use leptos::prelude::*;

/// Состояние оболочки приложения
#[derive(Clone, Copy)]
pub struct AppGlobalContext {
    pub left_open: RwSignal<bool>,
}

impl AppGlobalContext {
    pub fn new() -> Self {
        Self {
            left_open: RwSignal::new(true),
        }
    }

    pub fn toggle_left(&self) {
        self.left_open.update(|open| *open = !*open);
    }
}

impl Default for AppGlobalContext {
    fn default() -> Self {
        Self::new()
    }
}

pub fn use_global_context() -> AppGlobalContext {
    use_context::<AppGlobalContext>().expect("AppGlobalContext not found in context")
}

______

What is required :: Word for word, reproduce every line of the data.

Task solution ::
use leptos::prelude::*;

/// Состояние оболочки приложения
#[derive(Clone, Copy)]
pub struct AppGlobalContext {
    pub left_open: RwSignal<bool>,
}

impl AppGlobalContext {
    pub fn new() -> Self {
        Self {
            left_open: RwSignal::new(true),
        }
    }

    pub fn toggle_left(&self) {
        self.left_open.update(|open| *open = !*open);
    }
}

impl Default for AppGlobalContext {
    fn default() -> Self {
        Self::new()
    }
}

pub fn use_global_context() -> AppGlobalContext {
    use_context::<AppGlobalContext>().expect("AppGlobalContext not found in context")
}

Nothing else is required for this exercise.